**Exercise details**
Find every line in the records below that contains the word "https", and copy each such line.

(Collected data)
========================================================================

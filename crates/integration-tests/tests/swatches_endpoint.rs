//! End-to-end tests for the swatches feed.
//!
//! Each test spawns the real router on an ephemeral port and mocks the
//! Shopify Admin API with wiremock, exercising the full request path from
//! HTTP in to HTTP out.

use std::time::Duration;

use reqwest::StatusCode;
use serde_json::{Value, json};
use swatch_relay_integration_tests::{
    TestApp, app_config, shopify_config, shopify_config_with_timeout,
};
use swatch_relay_server::config::ImageSource;
use wiremock::matchers::{body_partial_json, method, path};
use wiremock::{Mock, MockServer, ResponseTemplate};

const GRAPHQL_PATH: &str = "/admin/api/2024-07/graphql.json";

/// Spawn the relay wired to the given mock Admin server.
async fn relay_against(server: &MockServer, source: ImageSource) -> TestApp {
    let shopify = shopify_config(format!("{}{GRAPHQL_PATH}", server.uri()), source);
    TestApp::spawn(app_config(Some(shopify))).await
}

/// A page of plain labelled swatches.
fn label_page(ids: std::ops::RangeInclusive<u32>, has_next_page: bool) -> Value {
    let edges: Vec<Value> = ids
        .map(|id| {
            json!({
                "cursor": format!("cursor-{id}"),
                "node": {
                    "id": format!("gid://shopify/Metaobject/{id}"),
                    "handle": format!("swatch-{id}"),
                    "fields": [{"key": "label", "value": format!("Swatch {id}")}]
                }
            })
        })
        .collect();

    json!({
        "data": {
            "metaobjects": {
                "pageInfo": {"hasNextPage": has_next_page},
                "edges": edges
            }
        }
    })
}

// ============================================================================
// Health Check Tests
// ============================================================================

#[tokio::test]
async fn test_health_endpoint() {
    let app = TestApp::spawn(app_config(None)).await;

    let resp = reqwest::get(app.url("/health")).await.unwrap();

    assert_eq!(resp.status(), StatusCode::OK);
    assert_eq!(resp.text().await.unwrap(), "ok");
}

// ============================================================================
// Feed Tests
// ============================================================================

#[tokio::test]
async fn test_swatches_feed_spans_pages() {
    let server = MockServer::start().await;

    // A full 250-edge page followed by a 10-edge remainder
    Mock::given(method("POST"))
        .and(path(GRAPHQL_PATH))
        .and(body_partial_json(json!({"variables": {"cursor": null}})))
        .respond_with(ResponseTemplate::new(200).set_body_json(label_page(1..=250, true)))
        .expect(1)
        .mount(&server)
        .await;

    Mock::given(method("POST"))
        .and(path(GRAPHQL_PATH))
        .and(body_partial_json(json!({"variables": {"cursor": "cursor-250"}})))
        .respond_with(ResponseTemplate::new(200).set_body_json(label_page(251..=260, false)))
        .expect(1)
        .mount(&server)
        .await;

    let app = relay_against(&server, ImageSource::Lookup).await;
    let resp = reqwest::get(app.url("/swatches")).await.unwrap();

    assert_eq!(resp.status(), StatusCode::OK);
    assert_eq!(
        resp.headers()
            .get("access-control-allow-origin")
            .and_then(|v| v.to_str().ok()),
        Some("*")
    );

    let body: Value = resp.json().await.unwrap();
    let swatches = body.as_array().unwrap();
    assert_eq!(swatches.len(), 260);

    // Flat contract: no pagination or reference machinery leaks through
    assert_eq!(
        swatches[0],
        json!({
            "id": "gid://shopify/Metaobject/1",
            "handle": "swatch-1",
            "fields": [{"key": "label", "value": "Swatch 1"}]
        })
    );

    let ids: Vec<&str> = swatches
        .iter()
        .map(|s| s["id"].as_str().unwrap())
        .collect();
    let expected: Vec<String> = (1..=260)
        .map(|id| format!("gid://shopify/Metaobject/{id}"))
        .collect();
    assert_eq!(ids, expected);
}

#[tokio::test]
async fn test_swatches_feed_resolves_main_images() {
    let server = MockServer::start().await;

    Mock::given(method("POST"))
        .and(path(GRAPHQL_PATH))
        .and(body_partial_json(json!({"variables": {"type": "swatches"}})))
        .respond_with(ResponseTemplate::new(200).set_body_json(json!({
            "data": {
                "metaobjects": {
                    "pageInfo": {"hasNextPage": false},
                    "edges": [
                        {
                            "cursor": "cursor-1",
                            "node": {
                                "id": "gid://shopify/Metaobject/1",
                                "handle": "ruby-red",
                                "fields": [
                                    {"key": "label", "value": "Ruby Red"},
                                    {"key": "main_image", "value": "gid://shopify/MediaImage/11"}
                                ]
                            }
                        }
                    ]
                }
            }
        })))
        .expect(1)
        .mount(&server)
        .await;

    Mock::given(method("POST"))
        .and(body_partial_json(
            json!({"variables": {"id": "gid://shopify/MediaImage/11"}}),
        ))
        .respond_with(ResponseTemplate::new(200).set_body_json(json!({
            "data": {"node": {"image": {"url": "https://cdn.shopify.com/ruby.png"}}}
        })))
        .expect(1)
        .mount(&server)
        .await;

    let app = relay_against(&server, ImageSource::Lookup).await;
    let resp = reqwest::get(app.url("/swatches")).await.unwrap();

    assert_eq!(resp.status(), StatusCode::OK);
    let body: Value = resp.json().await.unwrap();
    assert_eq!(
        body,
        json!([{
            "id": "gid://shopify/Metaobject/1",
            "handle": "ruby-red",
            "fields": [
                {"key": "label", "value": "Ruby Red"},
                {"key": "main_image", "value": "https://cdn.shopify.com/ruby.png"}
            ],
            "main_image_url": "https://cdn.shopify.com/ruby.png"
        }])
    );
}

#[tokio::test]
async fn test_api_alias_serves_the_same_feed() {
    let server = MockServer::start().await;

    Mock::given(method("POST"))
        .and(path(GRAPHQL_PATH))
        .respond_with(ResponseTemplate::new(200).set_body_json(label_page(1..=2, false)))
        .expect(2)
        .mount(&server)
        .await;

    let app = relay_against(&server, ImageSource::Lookup).await;

    let plain: Value = reqwest::get(app.url("/swatches"))
        .await
        .unwrap()
        .json()
        .await
        .unwrap();
    let aliased: Value = reqwest::get(app.url("/api/swatches"))
        .await
        .unwrap()
        .json()
        .await
        .unwrap();

    assert_eq!(plain, aliased);
}

// ============================================================================
// Error Response Tests
// ============================================================================

#[tokio::test]
async fn test_missing_credentials_return_500() {
    let app = TestApp::spawn(app_config(None)).await;

    let resp = reqwest::get(app.url("/swatches")).await.unwrap();

    assert_eq!(resp.status(), StatusCode::INTERNAL_SERVER_ERROR);
    let body: Value = resp.json().await.unwrap();
    assert_eq!(body, json!({"error": "Missing environment variables"}));
}

#[tokio::test]
async fn test_upstream_graphql_errors_surface_verbatim() {
    let server = MockServer::start().await;

    // First page succeeds and carries a resolvable media reference
    Mock::given(method("POST"))
        .and(path(GRAPHQL_PATH))
        .and(body_partial_json(json!({"variables": {"cursor": null}})))
        .respond_with(ResponseTemplate::new(200).set_body_json(json!({
            "data": {
                "metaobjects": {
                    "pageInfo": {"hasNextPage": true},
                    "edges": [
                        {
                            "cursor": "cursor-1",
                            "node": {
                                "id": "gid://shopify/Metaobject/1",
                                "handle": "ruby-red",
                                "fields": [
                                    {"key": "main_image", "value": "gid://shopify/MediaImage/11"}
                                ]
                            }
                        }
                    ]
                }
            }
        })))
        .expect(1)
        .mount(&server)
        .await;

    let errors = json!([
        {
            "message": "Throttled",
            "extensions": {"code": "THROTTLED"}
        },
        {
            "message": "Field 'metaobjects' doesn't exist on type 'QueryRoot'",
            "locations": [{"line": 2, "column": 3}],
            "path": ["query SwatchPage", "metaobjects"]
        }
    ]);

    Mock::given(method("POST"))
        .and(path(GRAPHQL_PATH))
        .and(body_partial_json(json!({"variables": {"cursor": "cursor-1"}})))
        .respond_with(ResponseTemplate::new(200).set_body_json(json!({
            "data": null,
            "errors": errors
        })))
        .expect(1)
        .mount(&server)
        .await;

    let app = relay_against(&server, ImageSource::Lookup).await;
    let resp = reqwest::get(app.url("/swatches")).await.unwrap();

    assert_eq!(resp.status(), StatusCode::INTERNAL_SERVER_ERROR);
    let body: Value = resp.json().await.unwrap();
    assert_eq!(body, json!({"error": errors}));

    // The failed second page aborted the run: two pagination calls, no image
    // lookups for the discarded first page
    let requests = server.received_requests().await.unwrap();
    assert_eq!(requests.len(), 2);
}

#[tokio::test]
async fn test_upstream_timeout_returns_500() {
    let server = MockServer::start().await;

    Mock::given(method("POST"))
        .and(path(GRAPHQL_PATH))
        .respond_with(
            ResponseTemplate::new(200)
                .set_body_json(label_page(1..=1, false))
                .set_delay(Duration::from_secs(5)),
        )
        .mount(&server)
        .await;

    let shopify = shopify_config_with_timeout(
        format!("{}{GRAPHQL_PATH}", server.uri()),
        ImageSource::Lookup,
        Duration::from_millis(100),
    );
    let app = TestApp::spawn(app_config(Some(shopify))).await;

    let resp = reqwest::get(app.url("/swatches")).await.unwrap();

    assert_eq!(resp.status(), StatusCode::INTERNAL_SERVER_ERROR);
    let body: Value = resp.json().await.unwrap();
    assert_eq!(body, json!({"error": "Upstream request timed out"}));
}

// ============================================================================
// CORS Tests
// ============================================================================

#[tokio::test]
async fn test_preflight_request_is_allowed() {
    let app = TestApp::spawn(app_config(None)).await;

    let client = reqwest::Client::new();
    let resp = client
        .request(reqwest::Method::OPTIONS, app.url("/swatches"))
        .header("Origin", "https://storefront.example.com")
        .header("Access-Control-Request-Method", "GET")
        .header("Access-Control-Request-Headers", "content-type")
        .send()
        .await
        .unwrap();

    assert_eq!(resp.status(), StatusCode::OK);
    assert_eq!(
        resp.headers()
            .get("access-control-allow-origin")
            .and_then(|v| v.to_str().ok()),
        Some("*")
    );
    let allowed_methods = resp
        .headers()
        .get("access-control-allow-methods")
        .and_then(|v| v.to_str().ok())
        .unwrap_or_default();
    assert!(allowed_methods.contains("GET"));
}

#[tokio::test]
async fn test_cors_header_present_on_errors_too() {
    let app = TestApp::spawn(app_config(None)).await;

    let client = reqwest::Client::new();
    let resp = client
        .get(app.url("/swatches"))
        .header("Origin", "https://storefront.example.com")
        .send()
        .await
        .unwrap();

    assert_eq!(resp.status(), StatusCode::INTERNAL_SERVER_ERROR);
    assert_eq!(
        resp.headers()
            .get("access-control-allow-origin")
            .and_then(|v| v.to_str().ok()),
        Some("*")
    );
}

========================================================================

**Answer to the exercise**
            "data": {"node": {"image": {"url": "https://cdn.shopify.com/ruby.png"}}}
                {"key": "main_image", "value": "https://cdn.shopify.com/ruby.png"}
            "main_image_url": "https://cdn.shopify.com/ruby.png"
        .header("Origin", "https://storefront.example.com")
        .header("Origin", "https://storefront.example.com")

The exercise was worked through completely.